Cathedral Spires Trail
The second offshoot from Trail #4, this trail is 1.5 miles, one way. Look for the turnout labeled Trail #4A beyond the Little Devil’s Tower turnout on the way to Black Elk Peak. This trail will follow a steep ascent and eventually end at the Cathedral Spires, one of the best-known rock formations in the area.
2.8 miles, roundtrip, this trail is a local favorite, you can only access this trail in the summer months. During this hike, you’ll find a mix of dramatic granite walls and pine, spruce, and hardwood trees. You can access the trailhead by following the Sylvan Lake trail from the parking lot. The hike officially starts behind the dam at the backside of Sylvan Lake and is widely recognized as one of the best trails in the park.

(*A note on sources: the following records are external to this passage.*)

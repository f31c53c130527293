//! Coalescing of edit notifications into one dirty region per document.

use std::hash::Hash;

use rustc_hash::FxHashMap;

use crate::models::Region;

/// The running aggregate of one document's edits since the last reconcile.
#[derive(Debug, Clone, Copy, Default, PartialEq, Eq)]
pub struct ReconcileBatch {
    pending: Region,
}

impl ReconcileBatch {
    pub fn new() -> Self {
        Self::default()
    }

    /// Folds one edit into the batch.
    ///
    /// When the edit cannot be merged, the aggregate so far is returned for
    /// the caller to reconcile and the edit starts the next batch.
    pub fn record(&mut self, offset: usize, old_len: usize, new_len: usize) -> Option<Region> {
        match self.pending.combine(offset, old_len, new_len) {
            Ok(merged) => {
                self.pending = merged;
                None
            }
            Err(err) => {
                let flushed = self.pending;
                self.pending = Region::new(offset, old_len, new_len);
                tracing::debug!(%flushed, next = %self.pending, "{err}");
                Some(flushed)
            }
        }
    }

    pub fn record_region(&mut self, edit: Region) -> Option<Region> {
        self.record(edit.offset, edit.old_len, edit.new_len)
    }

    pub fn pending(&self) -> Option<Region> {
        (!self.pending.is_empty()).then_some(self.pending)
    }

    pub fn take(&mut self) -> Option<Region> {
        let pending = self.pending();
        self.pending = Region::EMPTY;
        pending
    }

    pub fn is_clean(&self) -> bool {
        self.pending.is_empty()
    }
}

/// Per-document batches keyed by a host-chosen document id.
///
/// Mutation takes `&mut self`; hosts feeding edits from several threads put
/// the tracker behind a lock.
#[derive(Debug, Clone)]
pub struct DirtyRegionTracker<K> {
    batches: FxHashMap<K, ReconcileBatch>,
}

impl<K> Default for DirtyRegionTracker<K> {
    fn default() -> Self {
        Self {
            batches: FxHashMap::default(),
        }
    }
}

impl<K: Eq + Hash> DirtyRegionTracker<K> {
    pub fn new() -> Self {
        Self::default()
    }

    /// See [`ReconcileBatch::record`].
    pub fn record(&mut self, doc: K, offset: usize, old_len: usize, new_len: usize) -> Option<Region> {
        self.batches
            .entry(doc)
            .or_default()
            .record(offset, old_len, new_len)
    }

    pub fn pending(&self, doc: &K) -> Option<Region> {
        self.batches.get(doc).and_then(ReconcileBatch::pending)
    }

    pub fn take(&mut self, doc: &K) -> Option<Region> {
        self.batches.remove(doc).and_then(|mut batch| batch.take())
    }

    /// Every pending region, leaving the tracker clean.
    pub fn drain(&mut self) -> Vec<(K, Region)> {
        self.batches
            .drain()
            .filter_map(|(doc, mut batch)| batch.take().map(|region| (doc, region)))
            .collect()
    }

    /// Drops a closed document's batch without reconciling it.
    pub fn forget(&mut self, doc: &K) -> bool {
        self.batches.remove(doc).is_some()
    }

    /// Number of documents with a pending region.
    pub fn dirty_count(&self) -> usize {
        self.batches.values().filter(|b| !b.is_clean()).count()
    }
}

#[cfg(test)]
#[path = "../../tests/unit/kernel/reconcile.rs"]
mod tests;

Must-do Scenic Drive – Wildlife Loop Road
This 18-mile scenic loop can be easily accessed from both the east and west entrances to the park. Just look for the turn onto Wildlife Loop Road to the south of Highway 16A. Like most wildlife viewing areas, it’s best to take this drive either at dawn or dusk, when the animals are the most active. During your drive, you may see bison, antelope, elk, bighorn sheep, mountain goats, wild burros, prairie dogs, and a plethora of birds. Make sure to leave at least an hour to fully enjoy this experience.
Conclusion on hiking trails in Custer State Park
There are so many Custer State Park hiking trails, you may need a few days to fully explore it all. If you find yourself with limited time, the top attractions are Lover’s Leap, Sunday Glutch, the Cathedral Spires, and Wildlife Loop Road. Have more time in the area? Make sure to check out the Badlands National Park.
Above all, enjoy your trip to this amazing travel destination!